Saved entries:

BEGIN

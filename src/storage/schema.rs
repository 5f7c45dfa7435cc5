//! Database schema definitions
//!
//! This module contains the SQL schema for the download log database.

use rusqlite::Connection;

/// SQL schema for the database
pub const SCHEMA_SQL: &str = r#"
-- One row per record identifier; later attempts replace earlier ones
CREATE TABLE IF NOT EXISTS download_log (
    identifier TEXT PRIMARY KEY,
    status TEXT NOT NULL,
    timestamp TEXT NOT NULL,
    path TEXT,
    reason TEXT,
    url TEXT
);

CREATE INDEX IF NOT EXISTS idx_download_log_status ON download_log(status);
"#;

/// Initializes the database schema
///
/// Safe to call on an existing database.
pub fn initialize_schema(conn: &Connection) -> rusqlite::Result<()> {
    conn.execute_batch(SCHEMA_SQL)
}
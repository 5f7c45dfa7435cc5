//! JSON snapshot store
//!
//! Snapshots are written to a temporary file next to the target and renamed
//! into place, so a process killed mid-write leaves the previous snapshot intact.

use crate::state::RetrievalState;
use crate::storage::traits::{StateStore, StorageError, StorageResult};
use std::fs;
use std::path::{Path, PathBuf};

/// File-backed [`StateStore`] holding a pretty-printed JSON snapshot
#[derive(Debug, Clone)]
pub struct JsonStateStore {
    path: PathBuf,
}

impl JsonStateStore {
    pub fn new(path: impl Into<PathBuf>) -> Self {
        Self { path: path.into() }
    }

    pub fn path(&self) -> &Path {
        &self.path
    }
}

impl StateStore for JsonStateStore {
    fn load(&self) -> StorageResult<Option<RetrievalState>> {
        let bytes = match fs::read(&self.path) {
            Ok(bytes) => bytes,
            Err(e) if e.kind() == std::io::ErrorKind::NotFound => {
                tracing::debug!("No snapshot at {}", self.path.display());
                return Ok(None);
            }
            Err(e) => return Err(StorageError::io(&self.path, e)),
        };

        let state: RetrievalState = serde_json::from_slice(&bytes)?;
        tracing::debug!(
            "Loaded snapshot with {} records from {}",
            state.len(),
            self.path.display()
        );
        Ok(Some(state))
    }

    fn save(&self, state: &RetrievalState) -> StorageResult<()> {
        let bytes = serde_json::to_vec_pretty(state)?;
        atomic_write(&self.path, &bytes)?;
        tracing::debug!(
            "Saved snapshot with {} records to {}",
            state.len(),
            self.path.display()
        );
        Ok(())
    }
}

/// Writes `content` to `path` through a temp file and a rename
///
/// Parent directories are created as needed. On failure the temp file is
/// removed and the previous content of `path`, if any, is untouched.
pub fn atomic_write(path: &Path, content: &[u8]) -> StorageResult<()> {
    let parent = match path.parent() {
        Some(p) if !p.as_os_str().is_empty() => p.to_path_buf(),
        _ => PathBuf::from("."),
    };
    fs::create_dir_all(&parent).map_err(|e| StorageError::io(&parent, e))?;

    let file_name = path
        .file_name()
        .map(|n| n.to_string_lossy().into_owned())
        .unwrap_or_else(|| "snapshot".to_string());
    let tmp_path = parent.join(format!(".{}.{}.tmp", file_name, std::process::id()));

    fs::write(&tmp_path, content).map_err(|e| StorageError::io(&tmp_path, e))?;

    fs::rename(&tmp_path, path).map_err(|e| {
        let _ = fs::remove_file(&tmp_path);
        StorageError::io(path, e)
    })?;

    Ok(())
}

END
BEGIN

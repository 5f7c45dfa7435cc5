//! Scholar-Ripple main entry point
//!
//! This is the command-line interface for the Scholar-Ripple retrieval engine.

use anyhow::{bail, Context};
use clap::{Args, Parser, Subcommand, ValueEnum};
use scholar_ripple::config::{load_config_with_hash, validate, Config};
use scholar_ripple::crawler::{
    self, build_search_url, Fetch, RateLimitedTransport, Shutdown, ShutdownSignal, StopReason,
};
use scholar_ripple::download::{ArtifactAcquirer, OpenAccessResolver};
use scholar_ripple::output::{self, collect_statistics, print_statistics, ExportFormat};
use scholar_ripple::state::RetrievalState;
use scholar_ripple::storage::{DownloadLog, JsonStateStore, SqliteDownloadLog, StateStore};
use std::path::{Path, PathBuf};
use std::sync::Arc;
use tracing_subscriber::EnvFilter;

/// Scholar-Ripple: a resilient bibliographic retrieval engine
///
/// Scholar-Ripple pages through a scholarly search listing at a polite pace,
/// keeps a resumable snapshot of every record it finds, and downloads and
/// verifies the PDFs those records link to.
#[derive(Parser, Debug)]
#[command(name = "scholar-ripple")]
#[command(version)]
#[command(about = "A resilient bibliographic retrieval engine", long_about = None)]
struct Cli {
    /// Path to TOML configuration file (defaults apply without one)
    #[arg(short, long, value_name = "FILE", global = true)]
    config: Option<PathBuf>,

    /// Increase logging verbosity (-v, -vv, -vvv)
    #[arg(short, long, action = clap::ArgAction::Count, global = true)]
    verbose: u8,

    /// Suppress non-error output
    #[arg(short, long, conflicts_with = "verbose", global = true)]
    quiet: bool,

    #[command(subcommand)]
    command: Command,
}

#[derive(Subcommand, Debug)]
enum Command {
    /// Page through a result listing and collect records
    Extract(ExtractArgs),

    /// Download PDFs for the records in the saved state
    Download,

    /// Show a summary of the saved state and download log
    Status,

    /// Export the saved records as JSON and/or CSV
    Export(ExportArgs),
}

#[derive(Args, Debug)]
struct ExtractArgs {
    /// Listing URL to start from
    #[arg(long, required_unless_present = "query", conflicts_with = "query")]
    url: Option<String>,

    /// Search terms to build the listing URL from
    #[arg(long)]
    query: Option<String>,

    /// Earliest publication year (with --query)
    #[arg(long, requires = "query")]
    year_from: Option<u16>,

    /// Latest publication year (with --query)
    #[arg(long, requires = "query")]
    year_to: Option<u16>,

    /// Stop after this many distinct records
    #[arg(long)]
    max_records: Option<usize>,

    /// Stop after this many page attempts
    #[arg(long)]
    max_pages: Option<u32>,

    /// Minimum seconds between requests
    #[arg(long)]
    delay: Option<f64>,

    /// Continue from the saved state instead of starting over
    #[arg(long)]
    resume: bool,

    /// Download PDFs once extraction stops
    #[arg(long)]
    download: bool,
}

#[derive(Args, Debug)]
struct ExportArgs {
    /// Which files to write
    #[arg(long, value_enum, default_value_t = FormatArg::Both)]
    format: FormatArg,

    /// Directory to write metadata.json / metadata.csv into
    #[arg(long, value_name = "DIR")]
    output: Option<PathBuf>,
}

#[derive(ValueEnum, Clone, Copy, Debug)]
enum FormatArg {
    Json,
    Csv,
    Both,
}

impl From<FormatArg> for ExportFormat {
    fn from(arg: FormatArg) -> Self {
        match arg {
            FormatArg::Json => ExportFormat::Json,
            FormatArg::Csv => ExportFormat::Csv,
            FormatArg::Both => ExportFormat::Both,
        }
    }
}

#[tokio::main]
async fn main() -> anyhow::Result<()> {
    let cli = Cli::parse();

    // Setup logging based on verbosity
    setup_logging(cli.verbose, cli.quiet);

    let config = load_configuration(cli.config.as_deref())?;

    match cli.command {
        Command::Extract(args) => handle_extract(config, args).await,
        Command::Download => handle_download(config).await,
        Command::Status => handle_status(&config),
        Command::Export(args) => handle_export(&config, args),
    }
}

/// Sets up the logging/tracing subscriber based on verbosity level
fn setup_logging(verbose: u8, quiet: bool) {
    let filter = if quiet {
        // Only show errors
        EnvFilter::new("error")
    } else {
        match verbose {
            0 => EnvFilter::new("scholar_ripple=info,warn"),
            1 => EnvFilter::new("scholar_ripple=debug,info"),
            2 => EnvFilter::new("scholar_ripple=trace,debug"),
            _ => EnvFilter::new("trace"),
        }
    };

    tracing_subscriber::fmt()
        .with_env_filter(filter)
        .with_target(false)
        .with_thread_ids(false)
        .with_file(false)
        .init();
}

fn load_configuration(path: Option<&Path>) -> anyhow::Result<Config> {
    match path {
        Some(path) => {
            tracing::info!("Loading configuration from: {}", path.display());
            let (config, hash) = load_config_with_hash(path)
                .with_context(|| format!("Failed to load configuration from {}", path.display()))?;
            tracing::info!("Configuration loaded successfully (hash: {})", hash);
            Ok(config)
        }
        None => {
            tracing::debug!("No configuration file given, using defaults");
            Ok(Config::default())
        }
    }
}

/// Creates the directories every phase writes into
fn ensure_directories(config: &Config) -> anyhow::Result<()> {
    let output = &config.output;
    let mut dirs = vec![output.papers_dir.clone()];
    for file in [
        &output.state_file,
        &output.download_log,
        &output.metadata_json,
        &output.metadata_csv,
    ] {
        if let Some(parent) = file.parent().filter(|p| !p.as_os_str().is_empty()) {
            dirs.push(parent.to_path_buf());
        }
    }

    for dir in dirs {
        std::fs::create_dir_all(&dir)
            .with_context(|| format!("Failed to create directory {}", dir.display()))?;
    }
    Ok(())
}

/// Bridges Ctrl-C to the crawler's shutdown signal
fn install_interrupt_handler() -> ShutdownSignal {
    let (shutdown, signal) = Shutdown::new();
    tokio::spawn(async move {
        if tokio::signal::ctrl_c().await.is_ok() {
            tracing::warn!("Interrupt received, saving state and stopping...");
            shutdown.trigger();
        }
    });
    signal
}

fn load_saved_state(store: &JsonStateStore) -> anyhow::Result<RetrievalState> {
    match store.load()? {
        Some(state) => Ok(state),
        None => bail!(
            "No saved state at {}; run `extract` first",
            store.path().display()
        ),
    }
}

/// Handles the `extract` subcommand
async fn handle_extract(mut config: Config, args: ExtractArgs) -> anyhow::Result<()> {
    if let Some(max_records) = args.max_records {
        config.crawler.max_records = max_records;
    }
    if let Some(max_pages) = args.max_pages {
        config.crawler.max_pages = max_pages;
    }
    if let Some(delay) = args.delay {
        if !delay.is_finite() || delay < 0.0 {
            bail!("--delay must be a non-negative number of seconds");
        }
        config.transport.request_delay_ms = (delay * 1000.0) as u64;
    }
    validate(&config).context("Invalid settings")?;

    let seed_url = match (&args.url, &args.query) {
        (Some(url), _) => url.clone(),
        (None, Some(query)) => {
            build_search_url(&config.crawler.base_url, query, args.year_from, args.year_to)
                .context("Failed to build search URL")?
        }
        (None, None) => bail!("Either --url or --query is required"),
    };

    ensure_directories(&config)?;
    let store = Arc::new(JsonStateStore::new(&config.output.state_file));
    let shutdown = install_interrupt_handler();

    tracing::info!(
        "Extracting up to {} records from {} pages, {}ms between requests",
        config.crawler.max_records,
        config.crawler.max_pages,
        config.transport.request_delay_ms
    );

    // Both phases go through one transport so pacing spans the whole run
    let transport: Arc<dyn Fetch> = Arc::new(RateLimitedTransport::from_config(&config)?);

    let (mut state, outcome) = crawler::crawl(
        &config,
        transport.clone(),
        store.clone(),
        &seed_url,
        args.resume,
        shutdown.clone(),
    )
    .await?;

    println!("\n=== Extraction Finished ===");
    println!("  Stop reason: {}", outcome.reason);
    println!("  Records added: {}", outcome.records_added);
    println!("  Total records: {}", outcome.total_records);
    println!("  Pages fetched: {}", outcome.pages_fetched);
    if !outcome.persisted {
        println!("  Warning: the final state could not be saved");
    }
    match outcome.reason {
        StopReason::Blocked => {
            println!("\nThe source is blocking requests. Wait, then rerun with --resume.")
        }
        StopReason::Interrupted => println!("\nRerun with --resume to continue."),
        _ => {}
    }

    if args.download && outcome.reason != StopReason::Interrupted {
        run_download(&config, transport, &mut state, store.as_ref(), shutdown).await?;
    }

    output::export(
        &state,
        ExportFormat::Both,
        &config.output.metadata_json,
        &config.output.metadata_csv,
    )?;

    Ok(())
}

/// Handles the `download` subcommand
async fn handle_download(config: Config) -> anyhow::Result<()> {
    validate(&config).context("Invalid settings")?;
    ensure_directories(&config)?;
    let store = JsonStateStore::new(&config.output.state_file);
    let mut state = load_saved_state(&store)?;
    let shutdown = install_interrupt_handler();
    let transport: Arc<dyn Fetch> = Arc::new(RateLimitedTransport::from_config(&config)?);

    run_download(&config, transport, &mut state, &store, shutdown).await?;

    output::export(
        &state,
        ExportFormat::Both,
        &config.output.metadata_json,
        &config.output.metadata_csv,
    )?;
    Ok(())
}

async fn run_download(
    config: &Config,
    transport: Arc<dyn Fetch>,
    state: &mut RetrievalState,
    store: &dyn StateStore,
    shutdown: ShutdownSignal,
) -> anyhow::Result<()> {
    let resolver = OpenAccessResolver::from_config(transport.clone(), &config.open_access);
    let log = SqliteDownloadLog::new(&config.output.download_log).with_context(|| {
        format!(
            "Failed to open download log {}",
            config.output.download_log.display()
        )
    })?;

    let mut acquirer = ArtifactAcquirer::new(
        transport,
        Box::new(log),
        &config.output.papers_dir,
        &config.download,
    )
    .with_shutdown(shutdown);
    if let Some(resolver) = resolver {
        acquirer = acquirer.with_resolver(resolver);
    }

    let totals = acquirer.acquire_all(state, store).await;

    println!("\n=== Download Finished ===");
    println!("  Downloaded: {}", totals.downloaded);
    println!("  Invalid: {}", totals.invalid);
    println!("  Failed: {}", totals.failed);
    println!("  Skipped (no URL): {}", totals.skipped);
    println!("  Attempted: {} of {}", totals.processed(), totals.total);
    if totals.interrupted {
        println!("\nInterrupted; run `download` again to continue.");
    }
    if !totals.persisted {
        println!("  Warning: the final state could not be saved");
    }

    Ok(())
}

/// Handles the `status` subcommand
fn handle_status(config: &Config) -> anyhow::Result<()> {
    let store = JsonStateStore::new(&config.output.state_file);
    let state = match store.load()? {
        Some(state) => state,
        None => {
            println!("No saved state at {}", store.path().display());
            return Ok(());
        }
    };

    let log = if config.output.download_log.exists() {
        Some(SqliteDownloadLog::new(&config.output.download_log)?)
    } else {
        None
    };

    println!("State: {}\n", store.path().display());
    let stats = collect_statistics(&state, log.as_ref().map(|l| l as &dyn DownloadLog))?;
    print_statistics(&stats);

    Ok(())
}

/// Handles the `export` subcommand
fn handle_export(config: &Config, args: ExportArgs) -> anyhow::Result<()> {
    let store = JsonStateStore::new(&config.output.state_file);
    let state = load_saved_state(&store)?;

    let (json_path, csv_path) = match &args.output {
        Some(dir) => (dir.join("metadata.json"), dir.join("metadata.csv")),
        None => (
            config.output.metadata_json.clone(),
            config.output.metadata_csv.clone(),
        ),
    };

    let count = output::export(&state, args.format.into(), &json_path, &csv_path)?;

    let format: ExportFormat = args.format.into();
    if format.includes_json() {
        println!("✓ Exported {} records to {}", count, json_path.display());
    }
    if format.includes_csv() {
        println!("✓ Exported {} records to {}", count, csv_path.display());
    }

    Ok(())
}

END

Say how many lines of the data include the word "StorageError". Respond with the number alone.

SOLUTION TO THIS PROBLEM
5